How can space expand faster than the speed of light?

As far as I know there was a period of inflation in the early universe where space expanded faster than the speed of light. 1. Was the speed of light then also 299,792,458.00 m/s? Can one prove that the speed of light has always been constant? 2. Apart from this period of inflation, space is still expanding faster. This extension is measured in kilometers per second per megaparsec. This means that a point in space 1 megaparsec away from us is moving away from us at X km/s. A point 2 megaparsecs from us is moving at 2X km/s away from us. The farther from us a point is, the faster it moves away from us. If we assume that the universe is infinite, then there is a point at an infinite distance from us that is moving away from us at infinite speed. Is this possible? If this is possible, what about objects (planets and the like) moving at this speed? Or do they move (is a displacement of space also a displacement of the object at that point in space?)

Asker: Matthias, 28 years old

Answer

Within space, nothing can move faster than the speed of light.

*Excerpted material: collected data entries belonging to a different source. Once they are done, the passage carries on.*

//! In-memory backend.

use crate::{StorageError, StorageInterface};
use async_trait::async_trait;
use dashmap::DashMap;
use std::time::{Duration, Instant};

struct Slot {
	value: Vec<u8>,
	expires_at: Option<Instant>,
}

impl Slot {
	fn is_expired(&self) -> bool {
		self.expires_at.is_some_and(|at| Instant::now() >= at)
	}
}

/// Process-local cache, lost on exit.
#[derive(Default)]
pub struct MemoryStorage {
	data: DashMap<String, Slot>,
}

impl MemoryStorage {
	pub fn new() -> Self {
		Self::default()
	}

	pub fn len(&self) -> usize {
		self.data.iter().filter(|slot| !slot.is_expired()).count()
	}

	pub fn is_empty(&self) -> bool {
		self.len() == 0
	}
}

#[async_trait]
impl StorageInterface for MemoryStorage {
	async fn get_bytes(&self, key: &str) -> Result<Vec<u8>, StorageError> {
		if let Some(slot) = self.data.get(key) {
			if !slot.is_expired() {
				return Ok(slot.value.clone());
			}
		}
		self.data.remove_if(key, |_, slot| slot.is_expired());
		Err(StorageError::NotFound)
	}

	async fn set_bytes(
		&self,
		key: &str,
		value: Vec<u8>,
		ttl: Option<Duration>,
	) -> Result<(), StorageError> {
		self.data.insert(
			key.to_string(),
			Slot {
				value,
				expires_at: ttl.map(|ttl| Instant::now() + ttl),
			},
		);
		Ok(())
	}

	async fn delete(&self, key: &str) -> Result<(), StorageError> {
		self.data.remove(key);
		Ok(())
	}

	async fn exists(&self, key: &str) -> Result<bool, StorageError> {
		Ok(self
			.data
			.get(key)
			.map(|slot| !slot.is_expired())
			.unwrap_or(false))
	}
}
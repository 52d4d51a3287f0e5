//! Local private key wallet.

use crate::{AccountError, TypedDataSigner};
use alloy::primitives::{Address, Signature};
use alloy::signers::local::PrivateKeySigner;
use alloy::signers::Signer;
use async_trait::async_trait;
use manager_types::TypedDataPayload;
use tracing::debug;

/// Wallet holding its private key in memory.
///
/// Never declines a signature on its own; wrap it in an
/// [`ApprovalGate`](crate::ApprovalGate) to ask the user first.
pub struct LocalWallet {
	signer: PrivateKeySigner,
}

impl LocalWallet {
	/// Creates a wallet from a hex-encoded private key, with or without `0x`.
	pub fn new(private_key_hex: &str) -> Result<Self, AccountError> {
		let signer = private_key_hex
			.parse::<PrivateKeySigner>()
			.map_err(|e| AccountError::InvalidKey(format!("Invalid private key: {}", e)))?;

		Ok(Self { signer })
	}

	pub fn signer(&self) -> &PrivateKeySigner {
		&self.signer
	}
}

impl From<PrivateKeySigner> for LocalWallet {
	fn from(signer: PrivateKeySigner) -> Self {
		Self { signer }
	}
}

#[async_trait]
impl TypedDataSigner for LocalWallet {
	async fn address(&self) -> Result<Address, AccountError> {
		Ok(self.signer.address())
	}

	async fn sign_typed_data(&self, payload: &TypedDataPayload) -> Result<Signature, AccountError> {
		let hash = payload
			.signing_hash()
			.map_err(|e| AccountError::InvalidTypedData(e.to_string()))?;

		debug!(typed_data_id = %payload.id, %hash, "Signing typed data");

		self.signer
			.sign_hash(&hash)
			.await
			.map_err(|e| AccountError::SigningFailed(format!("Failed to sign typed data: {}", e)))
	}
}

#[cfg(test)]
pub(crate) mod tests {
	use super::*;
	use crate::signature_hex;

	const TEST_KEY: &str = "0xac0974bec39a17e36ba4a6b4d238ff944bacb478cbed5efcae784d7bf4f2ff80";

	pub(crate) fn payload() -> TypedDataPayload {
		serde_json::from_value(serde_json::json!({
			"id": "typed-data-1",
			"typedData": {
				"domain": {
					"name": "Lens Protocol Profiles",
					"version": "2",
					"chainId": 80002,
					"verifyingContract": "0xA2574D9DdB6A325Ad2Be838Bd854228B80215148"
				},
				"types": {
					"ChangeDelegatedExecutorsConfig": [
						{"name": "delegatorProfileId", "type": "uint256"},
						{"name": "delegatedExecutors", "type": "address[]"},
						{"name": "approvals", "type": "bool[]"},
						{"name": "configNumber", "type": "uint64"},
						{"name": "switchToGivenConfig", "type": "bool"},
						{"name": "nonce", "type": "uint256"},
						{"name": "deadline", "type": "uint256"}
					]
				},
				"value": {
					"nonce": 0,
					"deadline": 1792152000,
					"delegatorProfileId": "0x2a",
					"delegatedExecutors": ["0x70997970C51812dc3A010C7d01b50e0d17dc79C8"],
					"approvals": [false],
					"configNumber": 1,
					"switchToGivenConfig": true
				}
			}
		}))
		.unwrap()
	}

	#[test]
	fn test_rejects_invalid_key() {
		assert!(matches!(
			LocalWallet::new("0x1234"),
			Err(AccountError::InvalidKey(_))
		));
	}

	#[tokio::test]
	async fn test_signature_recovers_wallet_address() {
		let wallet = LocalWallet::new(TEST_KEY).unwrap();
		let payload = payload();

		let signature = wallet.sign_typed_data(&payload).await.unwrap();
		let recovered = signature
			.recover_address_from_prehash(&payload.signing_hash().unwrap())
			.unwrap();

		assert_eq!(recovered, wallet.address().await.unwrap());
	}

	#[tokio::test]
	async fn test_signature_hex_is_65_bytes() {
		let wallet = LocalWallet::new(TEST_KEY).unwrap();
		let signature = wallet.sign_typed_data(&payload()).await.unwrap();
		let encoded = signature_hex(&signature);

		assert!(encoded.starts_with("0x"));
		assert_eq!(encoded.len(), 2 + 65 * 2);
	}
}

But here we are talking about an extension of the space itself. It is the space in relation to which our physics takes place that becomes larger, so the reference frame. And an expansion does indeed mean that the speed at which two points in space move away from each other increases in proportion to their distance. And from a certain distance, that removal speed is greater than the speed of light. This is bizarre, but it does not contradict the condition that speeds greater than the speed of light are not possible inside space.

We see this expansion as Hubble-Lemaitre’s law, which states that the removal rate (or rather, the redshift) of distant objects increases proportionally with distance. The light becomes redder, at a lower frequency, in the same way that the tone of an ambulance sounds lower as it moves away from us, the so-called Doppler effect. Hubble-Lemaitre’s law is not, strictly speaking, a Doppler effect: it is not the ambulance moving away from us; no, both the ambulance and ourselves are standing still, but the street is getting longer.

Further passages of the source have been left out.